══ Data extract
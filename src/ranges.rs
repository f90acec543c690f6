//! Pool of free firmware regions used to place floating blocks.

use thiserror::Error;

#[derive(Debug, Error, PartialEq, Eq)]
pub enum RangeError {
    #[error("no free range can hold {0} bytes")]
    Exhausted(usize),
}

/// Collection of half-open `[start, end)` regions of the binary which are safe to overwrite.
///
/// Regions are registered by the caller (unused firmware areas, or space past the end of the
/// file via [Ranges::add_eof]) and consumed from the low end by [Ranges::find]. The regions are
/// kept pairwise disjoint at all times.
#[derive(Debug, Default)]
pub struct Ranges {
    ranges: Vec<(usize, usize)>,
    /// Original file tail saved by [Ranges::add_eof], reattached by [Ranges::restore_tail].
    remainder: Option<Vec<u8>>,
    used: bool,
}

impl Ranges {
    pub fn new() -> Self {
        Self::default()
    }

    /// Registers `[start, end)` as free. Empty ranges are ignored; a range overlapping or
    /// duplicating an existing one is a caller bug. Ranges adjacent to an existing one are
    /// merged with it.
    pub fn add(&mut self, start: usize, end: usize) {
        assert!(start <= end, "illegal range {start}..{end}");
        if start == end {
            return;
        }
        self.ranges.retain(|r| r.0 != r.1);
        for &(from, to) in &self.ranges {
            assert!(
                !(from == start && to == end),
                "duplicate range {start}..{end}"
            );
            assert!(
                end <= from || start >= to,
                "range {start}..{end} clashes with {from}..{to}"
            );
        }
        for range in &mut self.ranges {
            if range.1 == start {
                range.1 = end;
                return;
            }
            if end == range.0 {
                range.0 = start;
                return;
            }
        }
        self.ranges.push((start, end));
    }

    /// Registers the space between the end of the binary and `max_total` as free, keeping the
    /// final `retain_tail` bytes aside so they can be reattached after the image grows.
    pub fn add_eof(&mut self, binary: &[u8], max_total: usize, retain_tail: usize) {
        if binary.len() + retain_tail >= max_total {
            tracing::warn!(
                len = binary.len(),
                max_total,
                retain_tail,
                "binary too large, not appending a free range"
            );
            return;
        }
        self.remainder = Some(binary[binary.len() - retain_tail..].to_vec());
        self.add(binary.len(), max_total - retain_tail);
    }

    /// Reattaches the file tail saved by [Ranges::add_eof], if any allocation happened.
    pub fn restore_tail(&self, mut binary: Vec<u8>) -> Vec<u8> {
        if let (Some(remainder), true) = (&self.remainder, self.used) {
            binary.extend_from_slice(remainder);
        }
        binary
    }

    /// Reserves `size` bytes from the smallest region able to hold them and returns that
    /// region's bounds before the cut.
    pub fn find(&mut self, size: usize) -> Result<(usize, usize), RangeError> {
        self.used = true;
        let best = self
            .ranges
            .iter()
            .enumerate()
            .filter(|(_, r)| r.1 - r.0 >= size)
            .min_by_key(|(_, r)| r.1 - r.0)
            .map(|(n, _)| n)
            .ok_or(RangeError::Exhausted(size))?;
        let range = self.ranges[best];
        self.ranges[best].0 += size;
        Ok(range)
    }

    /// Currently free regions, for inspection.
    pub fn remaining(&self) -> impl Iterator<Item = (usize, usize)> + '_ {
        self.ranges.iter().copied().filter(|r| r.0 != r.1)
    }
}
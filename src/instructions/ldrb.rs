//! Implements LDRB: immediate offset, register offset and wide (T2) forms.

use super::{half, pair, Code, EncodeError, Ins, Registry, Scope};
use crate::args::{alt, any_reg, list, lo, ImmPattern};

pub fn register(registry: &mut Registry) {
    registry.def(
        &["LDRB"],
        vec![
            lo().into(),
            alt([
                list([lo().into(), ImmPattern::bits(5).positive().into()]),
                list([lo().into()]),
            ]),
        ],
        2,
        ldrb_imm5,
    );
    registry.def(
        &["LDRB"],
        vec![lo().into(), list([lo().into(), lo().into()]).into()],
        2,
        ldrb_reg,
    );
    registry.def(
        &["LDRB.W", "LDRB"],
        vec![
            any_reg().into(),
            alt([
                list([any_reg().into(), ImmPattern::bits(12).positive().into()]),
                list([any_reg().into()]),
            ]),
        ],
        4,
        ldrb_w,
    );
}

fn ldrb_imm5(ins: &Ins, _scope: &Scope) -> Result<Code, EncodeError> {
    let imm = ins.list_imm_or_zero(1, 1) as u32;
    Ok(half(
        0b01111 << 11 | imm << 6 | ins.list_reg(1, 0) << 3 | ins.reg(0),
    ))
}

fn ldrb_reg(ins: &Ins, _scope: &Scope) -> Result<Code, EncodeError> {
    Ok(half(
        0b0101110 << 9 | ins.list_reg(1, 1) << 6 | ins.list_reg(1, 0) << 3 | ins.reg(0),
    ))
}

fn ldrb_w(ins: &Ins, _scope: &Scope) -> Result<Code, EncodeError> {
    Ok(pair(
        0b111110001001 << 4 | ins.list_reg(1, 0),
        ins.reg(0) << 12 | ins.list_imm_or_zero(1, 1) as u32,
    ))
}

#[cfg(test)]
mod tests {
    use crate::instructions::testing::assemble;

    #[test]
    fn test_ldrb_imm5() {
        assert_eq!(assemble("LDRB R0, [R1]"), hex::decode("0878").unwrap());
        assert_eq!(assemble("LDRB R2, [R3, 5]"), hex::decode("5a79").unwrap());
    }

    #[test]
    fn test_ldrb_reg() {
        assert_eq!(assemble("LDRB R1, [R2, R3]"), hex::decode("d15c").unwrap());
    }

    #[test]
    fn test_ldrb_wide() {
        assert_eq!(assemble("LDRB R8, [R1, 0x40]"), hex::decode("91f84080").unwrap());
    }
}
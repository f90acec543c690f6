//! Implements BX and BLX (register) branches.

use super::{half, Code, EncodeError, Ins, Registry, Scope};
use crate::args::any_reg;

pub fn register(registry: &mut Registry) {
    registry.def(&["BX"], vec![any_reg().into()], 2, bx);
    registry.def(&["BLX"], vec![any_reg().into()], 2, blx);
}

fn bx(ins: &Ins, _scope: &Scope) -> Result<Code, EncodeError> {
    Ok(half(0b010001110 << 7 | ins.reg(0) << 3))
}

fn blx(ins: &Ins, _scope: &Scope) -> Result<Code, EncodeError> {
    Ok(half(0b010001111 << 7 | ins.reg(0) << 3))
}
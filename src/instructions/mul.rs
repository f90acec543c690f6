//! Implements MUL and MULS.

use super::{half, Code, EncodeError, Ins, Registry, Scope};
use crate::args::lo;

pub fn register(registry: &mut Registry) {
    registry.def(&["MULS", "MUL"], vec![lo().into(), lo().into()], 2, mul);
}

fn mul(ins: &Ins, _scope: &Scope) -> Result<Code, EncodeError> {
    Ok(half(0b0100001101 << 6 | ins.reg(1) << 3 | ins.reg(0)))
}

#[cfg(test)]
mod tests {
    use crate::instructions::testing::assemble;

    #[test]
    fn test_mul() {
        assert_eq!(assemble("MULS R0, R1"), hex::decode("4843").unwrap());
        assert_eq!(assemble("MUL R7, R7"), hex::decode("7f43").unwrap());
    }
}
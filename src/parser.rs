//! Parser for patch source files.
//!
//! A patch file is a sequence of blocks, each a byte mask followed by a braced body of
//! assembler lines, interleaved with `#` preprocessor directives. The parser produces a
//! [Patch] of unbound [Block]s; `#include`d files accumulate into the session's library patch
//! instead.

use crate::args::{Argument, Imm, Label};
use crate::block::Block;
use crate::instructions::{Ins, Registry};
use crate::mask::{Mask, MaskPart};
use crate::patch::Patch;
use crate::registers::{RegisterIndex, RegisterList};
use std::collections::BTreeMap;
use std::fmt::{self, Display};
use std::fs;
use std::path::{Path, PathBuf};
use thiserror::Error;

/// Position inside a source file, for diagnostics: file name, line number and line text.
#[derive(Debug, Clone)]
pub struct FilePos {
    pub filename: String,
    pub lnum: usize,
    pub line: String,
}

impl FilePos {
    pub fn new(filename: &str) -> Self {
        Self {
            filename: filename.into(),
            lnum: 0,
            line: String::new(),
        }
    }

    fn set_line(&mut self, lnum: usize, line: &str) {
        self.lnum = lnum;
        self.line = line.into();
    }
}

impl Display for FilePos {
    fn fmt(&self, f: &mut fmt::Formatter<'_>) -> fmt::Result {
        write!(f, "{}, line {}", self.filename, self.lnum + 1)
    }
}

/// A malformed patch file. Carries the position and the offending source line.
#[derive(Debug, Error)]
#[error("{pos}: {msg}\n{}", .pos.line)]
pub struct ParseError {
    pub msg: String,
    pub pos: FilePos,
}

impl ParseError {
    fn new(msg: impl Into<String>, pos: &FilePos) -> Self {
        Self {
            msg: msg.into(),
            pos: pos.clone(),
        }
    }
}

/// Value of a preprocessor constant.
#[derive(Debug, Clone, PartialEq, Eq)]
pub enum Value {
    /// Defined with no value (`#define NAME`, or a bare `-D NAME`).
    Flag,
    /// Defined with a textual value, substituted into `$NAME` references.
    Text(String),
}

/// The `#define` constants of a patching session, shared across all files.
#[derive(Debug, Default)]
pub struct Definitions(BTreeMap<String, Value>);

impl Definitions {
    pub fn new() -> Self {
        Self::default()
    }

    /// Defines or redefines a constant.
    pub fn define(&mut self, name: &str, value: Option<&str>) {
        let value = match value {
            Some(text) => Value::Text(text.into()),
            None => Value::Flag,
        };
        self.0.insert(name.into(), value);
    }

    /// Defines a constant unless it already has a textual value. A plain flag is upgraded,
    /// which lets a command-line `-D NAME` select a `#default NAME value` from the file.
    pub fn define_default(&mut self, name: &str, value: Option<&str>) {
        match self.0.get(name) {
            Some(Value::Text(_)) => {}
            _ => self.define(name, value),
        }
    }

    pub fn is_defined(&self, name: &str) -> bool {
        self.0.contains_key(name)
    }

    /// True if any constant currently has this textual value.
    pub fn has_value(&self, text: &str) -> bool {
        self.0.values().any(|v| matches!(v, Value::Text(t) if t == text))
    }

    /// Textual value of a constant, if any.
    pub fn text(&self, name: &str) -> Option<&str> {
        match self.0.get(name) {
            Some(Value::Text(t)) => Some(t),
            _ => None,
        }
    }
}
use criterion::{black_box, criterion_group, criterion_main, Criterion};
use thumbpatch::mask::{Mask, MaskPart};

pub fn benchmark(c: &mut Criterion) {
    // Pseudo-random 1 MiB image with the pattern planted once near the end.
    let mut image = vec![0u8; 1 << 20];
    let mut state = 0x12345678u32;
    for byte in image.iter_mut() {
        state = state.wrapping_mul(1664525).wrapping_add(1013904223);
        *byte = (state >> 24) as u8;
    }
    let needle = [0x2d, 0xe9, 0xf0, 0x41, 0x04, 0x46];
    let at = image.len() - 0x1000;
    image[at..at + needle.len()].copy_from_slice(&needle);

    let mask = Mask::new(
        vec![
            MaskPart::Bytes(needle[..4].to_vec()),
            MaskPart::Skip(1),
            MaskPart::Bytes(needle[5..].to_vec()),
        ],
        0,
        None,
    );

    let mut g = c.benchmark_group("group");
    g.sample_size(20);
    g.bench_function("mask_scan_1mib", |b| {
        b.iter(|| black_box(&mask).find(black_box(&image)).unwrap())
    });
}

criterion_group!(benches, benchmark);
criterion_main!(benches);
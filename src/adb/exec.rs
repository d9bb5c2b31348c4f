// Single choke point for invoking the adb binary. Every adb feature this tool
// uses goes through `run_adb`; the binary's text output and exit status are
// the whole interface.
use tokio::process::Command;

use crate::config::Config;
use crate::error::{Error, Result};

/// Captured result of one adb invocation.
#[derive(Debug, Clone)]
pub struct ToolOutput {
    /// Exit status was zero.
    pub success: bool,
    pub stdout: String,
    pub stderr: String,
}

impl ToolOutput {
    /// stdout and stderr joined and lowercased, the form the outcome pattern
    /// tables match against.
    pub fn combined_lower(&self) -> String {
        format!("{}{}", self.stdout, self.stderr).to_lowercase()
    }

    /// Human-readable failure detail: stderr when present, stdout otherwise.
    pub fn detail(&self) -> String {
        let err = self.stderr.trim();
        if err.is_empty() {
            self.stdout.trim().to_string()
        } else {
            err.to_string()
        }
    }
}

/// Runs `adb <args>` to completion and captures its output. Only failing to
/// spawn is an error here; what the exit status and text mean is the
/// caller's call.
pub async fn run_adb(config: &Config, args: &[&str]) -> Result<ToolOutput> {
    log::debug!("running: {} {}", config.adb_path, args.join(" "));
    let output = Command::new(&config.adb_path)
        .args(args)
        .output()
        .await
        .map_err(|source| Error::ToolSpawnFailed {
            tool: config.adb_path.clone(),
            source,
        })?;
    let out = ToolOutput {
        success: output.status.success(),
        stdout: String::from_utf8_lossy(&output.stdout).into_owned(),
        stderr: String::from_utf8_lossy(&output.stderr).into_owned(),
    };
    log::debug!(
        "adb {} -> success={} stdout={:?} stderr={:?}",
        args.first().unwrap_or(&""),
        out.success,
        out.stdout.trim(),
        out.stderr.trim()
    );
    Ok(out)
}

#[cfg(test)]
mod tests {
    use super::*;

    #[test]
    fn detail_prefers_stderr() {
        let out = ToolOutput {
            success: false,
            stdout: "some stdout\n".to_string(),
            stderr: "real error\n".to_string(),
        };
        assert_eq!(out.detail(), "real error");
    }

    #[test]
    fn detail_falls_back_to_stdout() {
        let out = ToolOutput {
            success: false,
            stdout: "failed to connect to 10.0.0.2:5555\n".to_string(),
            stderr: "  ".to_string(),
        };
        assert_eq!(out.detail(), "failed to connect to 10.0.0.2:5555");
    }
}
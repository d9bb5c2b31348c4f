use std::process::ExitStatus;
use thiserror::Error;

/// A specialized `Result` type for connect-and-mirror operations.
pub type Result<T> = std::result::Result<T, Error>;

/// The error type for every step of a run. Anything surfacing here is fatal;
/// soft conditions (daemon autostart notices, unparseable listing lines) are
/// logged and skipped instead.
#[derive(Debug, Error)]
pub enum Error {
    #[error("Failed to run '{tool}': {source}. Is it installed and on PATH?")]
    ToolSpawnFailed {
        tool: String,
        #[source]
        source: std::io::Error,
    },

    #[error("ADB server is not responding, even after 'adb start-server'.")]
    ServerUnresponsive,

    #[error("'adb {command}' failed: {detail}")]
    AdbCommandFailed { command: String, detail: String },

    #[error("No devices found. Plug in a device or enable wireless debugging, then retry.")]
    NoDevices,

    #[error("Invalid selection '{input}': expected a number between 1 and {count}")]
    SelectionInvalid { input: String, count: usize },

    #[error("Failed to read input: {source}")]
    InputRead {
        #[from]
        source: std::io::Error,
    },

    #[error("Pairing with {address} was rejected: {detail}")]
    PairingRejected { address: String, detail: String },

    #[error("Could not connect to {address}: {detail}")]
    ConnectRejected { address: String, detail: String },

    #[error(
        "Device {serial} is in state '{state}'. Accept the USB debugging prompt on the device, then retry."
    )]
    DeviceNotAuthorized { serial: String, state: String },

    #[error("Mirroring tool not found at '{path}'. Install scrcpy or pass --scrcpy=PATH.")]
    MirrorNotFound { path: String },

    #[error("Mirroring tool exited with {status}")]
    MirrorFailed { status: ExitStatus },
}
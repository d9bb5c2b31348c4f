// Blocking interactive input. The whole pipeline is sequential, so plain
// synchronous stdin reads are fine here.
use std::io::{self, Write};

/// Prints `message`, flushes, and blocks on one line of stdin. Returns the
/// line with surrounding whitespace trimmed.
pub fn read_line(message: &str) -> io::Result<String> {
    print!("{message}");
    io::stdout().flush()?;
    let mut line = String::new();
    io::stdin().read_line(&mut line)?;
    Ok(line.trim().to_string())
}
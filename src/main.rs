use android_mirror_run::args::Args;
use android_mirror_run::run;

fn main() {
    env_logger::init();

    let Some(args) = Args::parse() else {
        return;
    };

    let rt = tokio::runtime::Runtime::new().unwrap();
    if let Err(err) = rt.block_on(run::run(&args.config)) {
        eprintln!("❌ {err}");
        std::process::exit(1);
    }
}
════
Work task: Copy out, word for word, the part of the entries above that begins at the line with "past the end of the" and ends at the line with "reattached by [Ranges::restore_tail].", including both.

Result of this task:
/// Regions are registered by the caller (unused firmware areas, or space past the end of the
/// file via [Ranges::add_eof]) and consumed from the low end by [Ranges::find]. The regions are
/// kept pairwise disjoint at all times.
#[derive(Debug, Default)]
pub struct Ranges {
    ranges: Vec<(usize, usize)>,
    /// Original file tail saved by [Ranges::add_eof], reattached by [Ranges::restore_tail].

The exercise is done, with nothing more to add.